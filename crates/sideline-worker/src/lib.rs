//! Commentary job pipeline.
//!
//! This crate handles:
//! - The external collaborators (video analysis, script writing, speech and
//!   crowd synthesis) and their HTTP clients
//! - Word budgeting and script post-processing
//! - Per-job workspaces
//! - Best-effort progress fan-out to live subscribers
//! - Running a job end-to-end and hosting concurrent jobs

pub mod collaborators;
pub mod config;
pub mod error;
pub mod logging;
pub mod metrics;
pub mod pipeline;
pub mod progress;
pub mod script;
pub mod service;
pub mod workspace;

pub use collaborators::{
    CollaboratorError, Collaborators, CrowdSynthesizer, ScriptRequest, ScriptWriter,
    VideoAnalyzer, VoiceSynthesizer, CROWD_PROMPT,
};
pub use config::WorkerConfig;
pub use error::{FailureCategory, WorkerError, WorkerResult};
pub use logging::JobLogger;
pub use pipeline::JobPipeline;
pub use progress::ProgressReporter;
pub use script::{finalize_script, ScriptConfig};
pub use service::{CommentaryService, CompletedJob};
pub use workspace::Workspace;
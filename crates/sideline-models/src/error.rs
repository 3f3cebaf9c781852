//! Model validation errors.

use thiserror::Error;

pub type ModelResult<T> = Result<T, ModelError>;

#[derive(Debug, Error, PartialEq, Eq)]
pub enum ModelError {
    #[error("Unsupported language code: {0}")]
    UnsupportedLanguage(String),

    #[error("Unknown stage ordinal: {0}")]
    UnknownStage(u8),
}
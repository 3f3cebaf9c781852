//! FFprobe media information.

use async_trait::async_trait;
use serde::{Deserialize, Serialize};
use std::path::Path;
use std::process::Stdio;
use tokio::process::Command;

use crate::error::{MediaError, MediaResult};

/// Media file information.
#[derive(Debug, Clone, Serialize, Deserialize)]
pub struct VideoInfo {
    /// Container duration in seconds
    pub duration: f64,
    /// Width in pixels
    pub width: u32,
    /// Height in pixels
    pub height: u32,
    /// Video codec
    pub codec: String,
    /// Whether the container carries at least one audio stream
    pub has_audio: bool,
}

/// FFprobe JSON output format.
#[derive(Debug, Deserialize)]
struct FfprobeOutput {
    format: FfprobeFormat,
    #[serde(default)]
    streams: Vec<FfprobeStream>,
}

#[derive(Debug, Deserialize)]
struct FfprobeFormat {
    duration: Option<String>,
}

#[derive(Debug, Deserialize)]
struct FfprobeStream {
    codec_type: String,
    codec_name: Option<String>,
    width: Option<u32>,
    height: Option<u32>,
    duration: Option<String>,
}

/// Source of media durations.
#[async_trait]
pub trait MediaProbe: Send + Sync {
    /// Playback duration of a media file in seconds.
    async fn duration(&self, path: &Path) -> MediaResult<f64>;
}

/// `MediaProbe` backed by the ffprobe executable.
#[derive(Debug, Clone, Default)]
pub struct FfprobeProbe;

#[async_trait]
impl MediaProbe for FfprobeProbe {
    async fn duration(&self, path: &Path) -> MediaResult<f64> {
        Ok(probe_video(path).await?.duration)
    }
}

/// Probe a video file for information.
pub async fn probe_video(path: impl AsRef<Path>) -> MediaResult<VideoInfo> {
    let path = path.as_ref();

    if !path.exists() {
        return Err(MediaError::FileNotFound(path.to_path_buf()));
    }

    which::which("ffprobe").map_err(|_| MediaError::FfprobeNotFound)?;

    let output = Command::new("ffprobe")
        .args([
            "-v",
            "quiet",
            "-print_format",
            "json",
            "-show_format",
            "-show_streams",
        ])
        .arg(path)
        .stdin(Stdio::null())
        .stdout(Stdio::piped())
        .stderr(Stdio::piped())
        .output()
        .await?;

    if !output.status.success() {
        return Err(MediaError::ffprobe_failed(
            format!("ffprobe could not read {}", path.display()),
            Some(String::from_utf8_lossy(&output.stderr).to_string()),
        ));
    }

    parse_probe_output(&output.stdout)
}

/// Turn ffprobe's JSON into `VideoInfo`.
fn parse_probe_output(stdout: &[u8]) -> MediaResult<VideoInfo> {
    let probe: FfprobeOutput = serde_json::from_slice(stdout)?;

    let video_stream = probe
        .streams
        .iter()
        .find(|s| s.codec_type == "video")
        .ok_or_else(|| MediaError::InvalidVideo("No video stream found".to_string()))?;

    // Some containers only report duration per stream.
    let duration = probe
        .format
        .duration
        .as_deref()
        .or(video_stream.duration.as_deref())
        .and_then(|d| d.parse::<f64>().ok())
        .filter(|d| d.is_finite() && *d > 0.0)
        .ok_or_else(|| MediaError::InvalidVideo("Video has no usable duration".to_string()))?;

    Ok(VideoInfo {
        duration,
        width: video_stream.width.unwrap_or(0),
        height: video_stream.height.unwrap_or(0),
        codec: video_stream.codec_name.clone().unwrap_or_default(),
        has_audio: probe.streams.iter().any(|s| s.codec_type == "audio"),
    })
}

****

▶ [Work request] Within the data above, how many lines contain the word "Stdio"? Write only the number.

▶ [Task answer] 4